Repeat exactly each line of the data provided below.

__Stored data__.
§ §

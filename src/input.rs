use std::fs;

use ndarray::{ArrayD, IxDyn};
use rlua::{Lua, Table};

use crate::Generator;
use crate::bits::mask_from_indices;
use crate::contract::check_generators;
use crate::error::{fock_dim, FsuccError, Result};
use crate::hamiltonian::SpinSymOperator;
use crate::maths::npair;

// Storage for Fock space info.
pub struct FockOptions {
    pub norb: usize,     // Spatial orbitals; the Fock space has 2 * norb spin-orbitals.
    pub nthreads: usize, // 0 leaves the rayon default.
}

// Storage for the unitary generator product.
pub struct UccOptions {
    pub adjoint: bool,
    pub generators: Vec<Generator>,
}

// Storage for output options.
pub struct WriteOptions {
    pub verbose: bool,
    pub threshold: f64,
}

/// Storage for Input file parameters.
pub struct Input {
    pub fock: FockOptions,
    pub reference: Vec<usize>,
    pub ucc: UccOptions,
    pub hamiltonian: Option<SpinSymOperator>,
    pub write: WriteOptions,
}

/// Read input parameters from lua file and assign to Input object.
/// # Arguments
///     `path`: str, file path to input file.
pub fn load_input(path: &str) -> Result<Input> {
    let src = fs::read_to_string(path)?;
    parse_input(&src)
}

/// Run a lua input script and read its globals into an Input object.
/// # Arguments
///     `src`: str, lua source.
pub fn parse_input(src: &str) -> Result<Input> {
    let lua = Lua::new();
    lua.load(src).exec()?;
    let globals = lua.globals();

    // Fock table.
    let fock_tbl: Table = globals.get("fock")?;
    let norb: usize = fock_tbl.get("norb")?;
    let nthreads: usize = fock_tbl.get::<_, Option<usize>>("nthreads")?.unwrap_or(0);
    let nspin = 2 * norb;
    fock_dim(nspin)?;
    let fock = FockOptions {norb, nthreads};

    // Reference determinant as a list of occupied spin-orbitals.
    let ref_tbl: Table = globals.get("reference")?;
    let reference = ref_tbl.sequence_values::<usize>().collect::<rlua::Result<Vec<usize>>>()?;
    if mask_from_indices(&reference, nspin)?.is_none() {
        return Err(FsuccError::InvalidInput(format!("reference {:?} occupies a spin-orbital twice", reference)));
    }

    // UCC table. Missing table means an empty product.
    let ucc = match globals.get::<_, Option<Table>>("ucc")? {
        Some(t) => {
            let adjoint: bool = t.get::<_, Option<bool>>("adjoint")?.unwrap_or(false);
            let mut generators = Vec::new();
            if let Some(gens) = t.get::<_, Option<Table>>("generators")? {
                for g in gens.sequence_values::<Table>() {
                    let g = g?;
                    let aidx = read_indices(&g, "a")?;
                    let iidx = read_indices(&g, "i")?;
                    let amp: f64 = g.get::<_, Option<f64>>("amp")?.unwrap_or(0.0);
                    generators.push(Generator::new(aidx, iidx, amp));
                }
            }
            check_generators(&generators, nspin)?;
            UccOptions {adjoint, generators}
        }
        None => UccOptions {adjoint: false, generators: Vec::new()},
    };

    // Hamiltonian table: constant plus flattened n-body terms in increasing order.
    let hamiltonian = match globals.get::<_, Option<Table>>("hamiltonian")? {
        Some(t) => {
            let constant: f64 = t.get::<_, Option<f64>>("constant")?.unwrap_or(0.0);
            let mut terms = Vec::new();
            if let Some(terms_tbl) = t.get::<_, Option<Table>>("terms")? {
                let np = npair(norb);
                for (ix, term) in terms_tbl.sequence_values::<Table>().enumerate() {
                    let nelec = ix + 1;
                    let flat = term?.sequence_values::<f64>().collect::<rlua::Result<Vec<f64>>>()?;
                    let len = flat.len();
                    let arr = ArrayD::from_shape_vec(IxDyn(&vec![np; nelec]), flat).map_err(|_| {
                        FsuccError::OperatorShape {len, expected: np.checked_pow(nelec as u32).unwrap_or(usize::MAX), npair: np, nelec}
                    })?;
                    terms.push(arr);
                }
            }
            let op = SpinSymOperator::new(constant, terms);
            op.check(norb)?;
            Some(op)
        }
        None => None,
    };

    // Write table.
    let write = match globals.get::<_, Option<Table>>("write")? {
        Some(t) => WriteOptions {
            verbose: t.get::<_, Option<bool>>("verbose")?.unwrap_or(false),
            threshold: t.get::<_, Option<f64>>("threshold")?.unwrap_or(1e-8),
        },
        None => WriteOptions {verbose: false, threshold: 1e-8},
    };

    Ok(Input {fock, reference, ucc, hamiltonian, write})
}

// Optional list of orbital indices stored under `key`; absent means empty.
fn read_indices(t: &Table, key: &str) -> Result<Vec<usize>> {
    match t.get::<_, Option<Table>>(key)? {
        Some(idx) => Ok(idx.sequence_values::<usize>().collect::<rlua::Result<Vec<usize>>>()?),
        None => Ok(Vec::new()),
    }
}
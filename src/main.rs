// main.rs
use std::time::Instant;

use fsucc_rs::{expectation, FsuccError, Result};
use fsucc_rs::bits::mask_from_indices;
use fsucc_rs::contract::apply_generators;
use fsucc_rs::error::fock_dim;
use fsucc_rs::input::load_input;
use fsucc_rs::maths::norm;
use fsucc_rs::utils::{print_fock_vector, print_generators};

fn main() {
    env_logger::init();
    let t_total = Instant::now();
    let input_path = match std::env::args().nth(1) {
        Some(p) => p,
        None => {
            eprintln!("Usage: fsucc <input.lua>");
            std::process::exit(1);
        }
    };

    if let Err(e) = run(&input_path) {
        eprintln!("fsucc: {}", e);
        std::process::exit(1);
    }
    println!("\n Total wall time: {:?}", t_total.elapsed());
}

fn run(input_path: &str) -> Result<()> {
    let input = load_input(input_path)?;
    if input.fock.nthreads > 0 {
        rayon::ThreadPoolBuilder::new().num_threads(input.fock.nthreads).build_global()?;
    }

    let norb = input.fock.norb;
    let nspin = 2 * norb;
    let ndet = fock_dim(nspin)?;
    let ref_det = mask_from_indices(&input.reference, nspin)?
        .ok_or_else(|| FsuccError::InvalidInput(format!("reference {:?} occupies a spin-orbital twice", input.reference)))?;

    println!("{}", "=".repeat(100));
    println!("Fock space: {} spatial orbitals, {} spin-orbitals, {} determinants, {} threads", norb, nspin, ndet, rayon::current_num_threads());
    println!("Reference determinant: {} ({:?})", ref_det, input.reference);
    println!("Generators: {}{}", input.ucc.generators.len(), if input.ucc.adjoint {" (adjoint)"} else {""});
    if input.write.verbose {
        print_generators(&input.ucc.generators);
    }

    let mut psi = vec![0.0; ndet];
    psi[ref_det as usize] = 1.0;

    // Energy of the reference before rotating it.
    let e_ref = match &input.hamiltonian {
        Some(h) => Some(expectation(h, &psi, norb)?),
        None => None,
    };

    let t_ucc = Instant::now();
    apply_generators(&input.ucc.generators, &mut psi, nspin, input.ucc.adjoint)?;
    let d_ucc = t_ucc.elapsed();

    let t_h = Instant::now();
    let e_ucc = match &input.hamiltonian {
        Some(h) => Some(expectation(h, &psi, norb)?),
        None => None,
    };
    let d_h = t_h.elapsed();

    println!("{}", "=".repeat(100));
    println!("Wavefunction (|c| > {:.1e}):", input.write.threshold);
    print_fock_vector(&psi, nspin, input.write.threshold);
    println!("{}", "=".repeat(100));
    println!("||Psi||: {:.12}", norm(&psi));
    if let (Some(e0), Some(e)) = (e_ref, e_ucc) {
        println!("E(reference): {}", e0);
        println!("E(UCC): {}, [E - E(reference)]: {}", e, e - e0);
    }
    println!("Generator product time: {:?}", d_ucc);
    if input.hamiltonian.is_some() {
        println!("H|Psi> time: {:?}", d_h);
    }
    Ok(())
}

§ §

__TASK RESULT__.
filename src/input.rs
use std::fs;

use ndarray::{ArrayD, IxDyn};
use rlua::{Lua, Table};

use crate::Generator;
use crate::bits::mask_from_indices;
use crate::contract::check_generators;
use crate::error::{fock_dim, FsuccError, Result};
use crate::hamiltonian::SpinSymOperator;
use crate::maths::npair;

// Storage for Fock space info.
pub struct FockOptions {
    pub norb: usize,     // Spatial orbitals; the Fock space has 2 * norb spin-orbitals.
    pub nthreads: usize, // 0 leaves the rayon default.
}

// Storage for the unitary generator product.
pub struct UccOptions {
    pub adjoint: bool,
    pub generators: Vec<Generator>,
}

// Storage for output options.
pub struct WriteOptions {
    pub verbose: bool,
    pub threshold: f64,
}

/// Storage for Input file parameters.
pub struct Input {
    pub fock: FockOptions,
    pub reference: Vec<usize>,
    pub ucc: UccOptions,
    pub hamiltonian: Option<SpinSymOperator>,
    pub write: WriteOptions,
}

/// Read input parameters from lua file and assign to Input object.
/// # Arguments
///     `path`: str, file path to input file.
pub fn load_input(path: &str) -> Result<Input> {
    let src = fs::read_to_string(path)?;
    parse_input(&src)
}

/// Run a lua input script and read its globals into an Input object.
/// # Arguments
///     `src`: str, lua source.
pub fn parse_input(src: &str) -> Result<Input> {
    let lua = Lua::new();
    lua.load(src).exec()?;
    let globals = lua.globals();

    // Fock table.
    let fock_tbl: Table = globals.get("fock")?;
    let norb: usize = fock_tbl.get("norb")?;
    let nthreads: usize = fock_tbl.get::<_, Option<usize>>("nthreads")?.unwrap_or(0);
    let nspin = 2 * norb;
    fock_dim(nspin)?;
    let fock = FockOptions {norb, nthreads};

    // Reference determinant as a list of occupied spin-orbitals.
    let ref_tbl: Table = globals.get("reference")?;
    let reference = ref_tbl.sequence_values::<usize>().collect::<rlua::Result<Vec<usize>>>()?;
    if mask_from_indices(&reference, nspin)?.is_none() {
        return Err(FsuccError::InvalidInput(format!("reference {:?} occupies a spin-orbital twice", reference)));
    }

    // UCC table. Missing table means an empty product.
    let ucc = match globals.get::<_, Option<Table>>("ucc")? {
        Some(t) => {
            let adjoint: bool = t.get::<_, Option<bool>>("adjoint")?.unwrap_or(false);
            let mut generators = Vec::new();
            if let Some(gens) = t.get::<_, Option<Table>>("generators")? {
                for g in gens.sequence_values::<Table>() {
                    let g = g?;
                    let aidx = read_indices(&g, "a")?;
                    let iidx = read_indices(&g, "i")?;
                    let amp: f64 = g.get::<_, Option<f64>>("amp")?.unwrap_or(0.0);
                    generators.push(Generator::new(aidx, iidx, amp));
                }
            }
            check_generators(&generators, nspin)?;
            UccOptions {adjoint, generators}
        }
        None => UccOptions {adjoint: false, generators: Vec::new()},
    };

    // Hamiltonian table: constant plus flattened n-body terms in increasing order.
    let hamiltonian = match globals.get::<_, Option<Table>>("hamiltonian")? {
        Some(t) => {
            let constant: f64 = t.get::<_, Option<f64>>("constant")?.unwrap_or(0.0);
            let mut terms = Vec::new();
            if let Some(terms_tbl) = t.get::<_, Option<Table>>("terms")? {
                let np = npair(norb);
                for (ix, term) in terms_tbl.sequence_values::<Table>().enumerate() {
                    let nelec = ix + 1;
                    let flat = term?.sequence_values::<f64>().collect::<rlua::Result<Vec<f64>>>()?;
                    let len = flat.len();
                    let arr = ArrayD::from_shape_vec(IxDyn(&vec![np; nelec]), flat).map_err(|_| {
                        FsuccError::OperatorShape {len, expected: np.checked_pow(nelec as u32).unwrap_or(usize::MAX), npair: np, nelec}
                    })?;
                    terms.push(arr);
                }
            }
            let op = SpinSymOperator::new(constant, terms);
            op.check(norb)?;
            Some(op)
        }
        None => None,
    };

    // Write table.
    let write = match globals.get::<_, Option<Table>>("write")? {
        Some(t) => WriteOptions {
            verbose: t.get::<_, Option<bool>>("verbose")?.unwrap_or(false),
            threshold: t.get::<_, Option<f64>>("threshold")?.unwrap_or(1e-8),
        },
        None => WriteOptions {verbose: false, threshold: 1e-8},
    };

    Ok(Input {fock, reference, ucc, hamiltonian, write})
}

// Optional list of orbital indices stored under `key`; absent means empty.
fn read_indices(t: &Table, key: &str) -> Result<Vec<usize>> {
    match t.get::<_, Option<Table>>(key)? {
        Some(idx) => Ok(idx.sequence_values::<usize>().collect::<rlua::Result<Vec<usize>>>()?),
        None => Ok(Vec::new()),
    }
}
filename src/main.rs
// main.rs
use std::time::Instant;

use fsucc_rs::{expectation, FsuccError, Result};
use fsucc_rs::bits::mask_from_indices;
use fsucc_rs::contract::apply_generators;
use fsucc_rs::error::fock_dim;
use fsucc_rs::input::load_input;
use fsucc_rs::maths::norm;
use fsucc_rs::utils::{print_fock_vector, print_generators};

fn main() {
    env_logger::init();
    let t_total = Instant::now();
    let input_path = match std::env::args().nth(1) {
        Some(p) => p,
        None => {
            eprintln!("Usage: fsucc <input.lua>");
            std::process::exit(1);
        }
    };

    if let Err(e) = run(&input_path) {
        eprintln!("fsucc: {}", e);
        std::process::exit(1);
    }
    println!("\n Total wall time: {:?}", t_total.elapsed());
}

fn run(input_path: &str) -> Result<()> {
    let input = load_input(input_path)?;
    if input.fock.nthreads > 0 {
        rayon::ThreadPoolBuilder::new().num_threads(input.fock.nthreads).build_global()?;
    }

    let norb = input.fock.norb;
    let nspin = 2 * norb;
    let ndet = fock_dim(nspin)?;
    let ref_det = mask_from_indices(&input.reference, nspin)?
        .ok_or_else(|| FsuccError::InvalidInput(format!("reference {:?} occupies a spin-orbital twice", input.reference)))?;

    println!("{}", "=".repeat(100));
    println!("Fock space: {} spatial orbitals, {} spin-orbitals, {} determinants, {} threads", norb, nspin, ndet, rayon::current_num_threads());
    println!("Reference determinant: {} ({:?})", ref_det, input.reference);
    println!("Generators: {}{}", input.ucc.generators.len(), if input.ucc.adjoint {" (adjoint)"} else {""});
    if input.write.verbose {
        print_generators(&input.ucc.generators);
    }

    let mut psi = vec![0.0; ndet];
    psi[ref_det as usize] = 1.0;

    // Energy of the reference before rotating it.
    let e_ref = match &input.hamiltonian {
        Some(h) => Some(expectation(h, &psi, norb)?),
        None => None,
    };

    let t_ucc = Instant::now();
    apply_generators(&input.ucc.generators, &mut psi, nspin, input.ucc.adjoint)?;
    let d_ucc = t_ucc.elapsed();

    let t_h = Instant::now();
    let e_ucc = match &input.hamiltonian {
        Some(h) => Some(expectation(h, &psi, norb)?),
        None => None,
    };
    let d_h = t_h.elapsed();

    println!("{}", "=".repeat(100));
    println!("Wavefunction (|c| > {:.1e}):", input.write.threshold);
    print_fock_vector(&psi, nspin, input.write.threshold);
    println!("{}", "=".repeat(100));
    println!("||Psi||: {:.12}", norm(&psi));
    if let (Some(e0), Some(e)) = (e_ref, e_ucc) {
        println!("E(reference): {}", e0);
        println!("E(UCC): {}, [E - E(reference)]: {}", e, e - e0);
    }
    println!("Generator product time: {:?}", d_ucc);
    if input.hamiltonian.is_some() {
        println!("H|Psi> time: {:?}", d_h);
    }
    Ok(())
}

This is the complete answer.